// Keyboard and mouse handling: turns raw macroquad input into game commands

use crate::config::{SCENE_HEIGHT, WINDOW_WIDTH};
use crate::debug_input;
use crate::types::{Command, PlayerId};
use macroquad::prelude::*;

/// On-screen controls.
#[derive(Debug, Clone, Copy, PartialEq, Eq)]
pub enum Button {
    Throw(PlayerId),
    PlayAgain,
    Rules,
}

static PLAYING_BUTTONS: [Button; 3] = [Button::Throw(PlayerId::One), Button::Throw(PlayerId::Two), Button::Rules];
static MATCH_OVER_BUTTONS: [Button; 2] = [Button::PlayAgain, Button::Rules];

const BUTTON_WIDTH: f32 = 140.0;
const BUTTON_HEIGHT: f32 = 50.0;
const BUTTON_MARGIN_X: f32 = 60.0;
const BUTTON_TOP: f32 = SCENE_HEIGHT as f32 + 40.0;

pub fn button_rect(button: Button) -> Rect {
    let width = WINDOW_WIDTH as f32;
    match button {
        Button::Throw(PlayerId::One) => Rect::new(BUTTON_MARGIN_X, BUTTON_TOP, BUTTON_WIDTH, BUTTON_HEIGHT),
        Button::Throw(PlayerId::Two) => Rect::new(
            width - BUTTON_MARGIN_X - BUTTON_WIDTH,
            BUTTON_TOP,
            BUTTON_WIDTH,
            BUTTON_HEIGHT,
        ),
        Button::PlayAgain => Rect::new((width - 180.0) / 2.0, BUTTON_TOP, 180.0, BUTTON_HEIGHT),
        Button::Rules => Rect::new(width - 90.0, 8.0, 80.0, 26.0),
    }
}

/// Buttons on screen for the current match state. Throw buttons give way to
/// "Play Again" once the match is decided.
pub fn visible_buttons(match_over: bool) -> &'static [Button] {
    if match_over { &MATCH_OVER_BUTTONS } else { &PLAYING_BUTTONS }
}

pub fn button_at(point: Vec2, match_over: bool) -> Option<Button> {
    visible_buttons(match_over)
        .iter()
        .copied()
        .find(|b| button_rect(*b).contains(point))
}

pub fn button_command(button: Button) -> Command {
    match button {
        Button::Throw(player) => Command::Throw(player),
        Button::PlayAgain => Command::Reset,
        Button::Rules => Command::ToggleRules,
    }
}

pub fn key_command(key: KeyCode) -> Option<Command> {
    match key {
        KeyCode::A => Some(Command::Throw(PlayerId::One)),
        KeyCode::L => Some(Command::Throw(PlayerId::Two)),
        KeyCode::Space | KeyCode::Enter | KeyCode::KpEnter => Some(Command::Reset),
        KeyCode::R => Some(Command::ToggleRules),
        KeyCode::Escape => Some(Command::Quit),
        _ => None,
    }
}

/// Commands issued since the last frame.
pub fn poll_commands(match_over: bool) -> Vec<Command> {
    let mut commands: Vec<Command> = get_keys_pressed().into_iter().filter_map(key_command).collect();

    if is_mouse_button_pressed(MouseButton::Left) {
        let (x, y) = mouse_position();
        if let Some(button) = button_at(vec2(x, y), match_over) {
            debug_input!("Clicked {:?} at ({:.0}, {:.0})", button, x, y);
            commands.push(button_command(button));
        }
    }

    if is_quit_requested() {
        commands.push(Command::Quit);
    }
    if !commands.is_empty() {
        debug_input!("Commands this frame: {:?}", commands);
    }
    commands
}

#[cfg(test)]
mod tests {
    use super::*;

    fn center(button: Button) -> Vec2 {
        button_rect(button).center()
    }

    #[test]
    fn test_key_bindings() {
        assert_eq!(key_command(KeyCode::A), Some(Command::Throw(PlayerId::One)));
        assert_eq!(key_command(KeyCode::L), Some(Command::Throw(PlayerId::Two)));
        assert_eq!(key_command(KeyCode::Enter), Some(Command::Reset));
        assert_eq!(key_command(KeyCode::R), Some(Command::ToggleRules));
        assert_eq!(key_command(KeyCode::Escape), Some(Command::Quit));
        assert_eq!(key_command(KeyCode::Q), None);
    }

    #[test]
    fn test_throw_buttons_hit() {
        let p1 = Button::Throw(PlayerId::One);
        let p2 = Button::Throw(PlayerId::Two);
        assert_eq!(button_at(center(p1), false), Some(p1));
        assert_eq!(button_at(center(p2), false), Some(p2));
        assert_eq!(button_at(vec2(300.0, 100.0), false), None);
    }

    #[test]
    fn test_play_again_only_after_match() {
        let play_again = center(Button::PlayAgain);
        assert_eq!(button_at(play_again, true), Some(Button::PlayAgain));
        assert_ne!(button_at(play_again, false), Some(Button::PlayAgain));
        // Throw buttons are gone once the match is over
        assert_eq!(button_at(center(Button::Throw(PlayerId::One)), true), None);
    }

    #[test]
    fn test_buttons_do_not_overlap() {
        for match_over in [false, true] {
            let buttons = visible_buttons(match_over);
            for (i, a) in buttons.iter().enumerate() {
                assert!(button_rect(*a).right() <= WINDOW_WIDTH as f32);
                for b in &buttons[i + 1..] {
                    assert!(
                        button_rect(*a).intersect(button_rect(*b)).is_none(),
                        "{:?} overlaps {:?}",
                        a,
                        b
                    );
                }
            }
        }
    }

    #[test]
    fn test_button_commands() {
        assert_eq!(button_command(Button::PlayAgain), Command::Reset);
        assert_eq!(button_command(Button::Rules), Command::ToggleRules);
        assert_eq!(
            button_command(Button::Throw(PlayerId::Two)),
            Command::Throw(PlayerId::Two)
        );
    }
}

== AIM OF THE EXERCISE ==
Set all of the data down again exactly.

== ANSWER SECTION ==
// Keyboard and mouse handling: turns raw macroquad input into game commands

use crate::config::{SCENE_HEIGHT, WINDOW_WIDTH};
use crate::debug_input;
use crate::types::{Command, PlayerId};
use macroquad::prelude::*;

/// On-screen controls.
#[derive(Debug, Clone, Copy, PartialEq, Eq)]
pub enum Button {
    Throw(PlayerId),
    PlayAgain,
    Rules,
}

static PLAYING_BUTTONS: [Button; 3] = [Button::Throw(PlayerId::One), Button::Throw(PlayerId::Two), Button::Rules];
static MATCH_OVER_BUTTONS: [Button; 2] = [Button::PlayAgain, Button::Rules];

const BUTTON_WIDTH: f32 = 140.0;
const BUTTON_HEIGHT: f32 = 50.0;
const BUTTON_MARGIN_X: f32 = 60.0;
const BUTTON_TOP: f32 = SCENE_HEIGHT as f32 + 40.0;

pub fn button_rect(button: Button) -> Rect {
    let width = WINDOW_WIDTH as f32;
    match button {
        Button::Throw(PlayerId::One) => Rect::new(BUTTON_MARGIN_X, BUTTON_TOP, BUTTON_WIDTH, BUTTON_HEIGHT),
        Button::Throw(PlayerId::Two) => Rect::new(
            width - BUTTON_MARGIN_X - BUTTON_WIDTH,
            BUTTON_TOP,
            BUTTON_WIDTH,
            BUTTON_HEIGHT,
        ),
        Button::PlayAgain => Rect::new((width - 180.0) / 2.0, BUTTON_TOP, 180.0, BUTTON_HEIGHT),
        Button::Rules => Rect::new(width - 90.0, 8.0, 80.0, 26.0),
    }
}

/// Buttons on screen for the current match state. Throw buttons give way to
/// "Play Again" once the match is decided.
pub fn visible_buttons(match_over: bool) -> &'static [Button] {
    if match_over { &MATCH_OVER_BUTTONS } else { &PLAYING_BUTTONS }
}

pub fn button_at(point: Vec2, match_over: bool) -> Option<Button> {
    visible_buttons(match_over)
        .iter()
        .copied()
        .find(|b| button_rect(*b).contains(point))
}

pub fn button_command(button: Button) -> Command {
    match button {
        Button::Throw(player) => Command::Throw(player),
        Button::PlayAgain => Command::Reset,
        Button::Rules => Command::ToggleRules,
    }
}

pub fn key_command(key: KeyCode) -> Option<Command> {
    match key {
        KeyCode::A => Some(Command::Throw(PlayerId::One)),
        KeyCode::L => Some(Command::Throw(PlayerId::Two)),
        KeyCode::Space | KeyCode::Enter | KeyCode::KpEnter => Some(Command::Reset),
        KeyCode::R => Some(Command::ToggleRules),
        KeyCode::Escape => Some(Command::Quit),
        _ => None,
    }
}

/// Commands issued since the last frame.
pub fn poll_commands(match_over: bool) -> Vec<Command> {
    let mut commands: Vec<Command> = get_keys_pressed().into_iter().filter_map(key_command).collect();

    if is_mouse_button_pressed(MouseButton::Left) {
        let (x, y) = mouse_position();
        if let Some(button) = button_at(vec2(x, y), match_over) {
            debug_input!("Clicked {:?} at ({:.0}, {:.0})", button, x, y);
            commands.push(button_command(button));
        }
    }

    if is_quit_requested() {
        commands.push(Command::Quit);
    }
    if !commands.is_empty() {
        debug_input!("Commands this frame: {:?}", commands);
    }
    commands
}

#[cfg(test)]
mod tests {
    use super::*;

    fn center(button: Button) -> Vec2 {
        button_rect(button).center()
    }

    #[test]
    fn test_key_bindings() {
        assert_eq!(key_command(KeyCode::A), Some(Command::Throw(PlayerId::One)));
        assert_eq!(key_command(KeyCode::L), Some(Command::Throw(PlayerId::Two)));
        assert_eq!(key_command(KeyCode::Enter), Some(Command::Reset));
        assert_eq!(key_command(KeyCode::R), Some(Command::ToggleRules));
        assert_eq!(key_command(KeyCode::Escape), Some(Command::Quit));
        assert_eq!(key_command(KeyCode::Q), None);
    }

    #[test]
    fn test_throw_buttons_hit() {
        let p1 = Button::Throw(PlayerId::One);
        let p2 = Button::Throw(PlayerId::Two);
        assert_eq!(button_at(center(p1), false), Some(p1));
        assert_eq!(button_at(center(p2), false), Some(p2));
        assert_eq!(button_at(vec2(300.0, 100.0), false), None);
    }

    #[test]
    fn test_play_again_only_after_match() {
        let play_again = center(Button::PlayAgain);
        assert_eq!(button_at(play_again, true), Some(Button::PlayAgain));
        assert_ne!(button_at(play_again, false), Some(Button::PlayAgain));
        // Throw buttons are gone once the match is over
        assert_eq!(button_at(center(Button::Throw(PlayerId::One)), true), None);
    }

    #[test]
    fn test_buttons_do_not_overlap() {
        for match_over in [false, true] {
            let buttons = visible_buttons(match_over);
            for (i, a) in buttons.iter().enumerate() {
                assert!(button_rect(*a).right() <= WINDOW_WIDTH as f32);
                for b in &buttons[i + 1..] {
                    assert!(
                        button_rect(*a).intersect(button_rect(*b)).is_none(),
                        "{:?} overlaps {:?}",
                        a,
                        b
                    );
                }
            }
        }
    }

    #[test]
    fn test_button_commands() {
        assert_eq!(button_command(Button::PlayAgain), Command::Reset);
        assert_eq!(button_command(Button::Rules), Command::ToggleRules);
        assert_eq!(
            button_command(Button::Throw(PlayerId::Two)),
            Command::Throw(PlayerId::Two)
        );
    }
}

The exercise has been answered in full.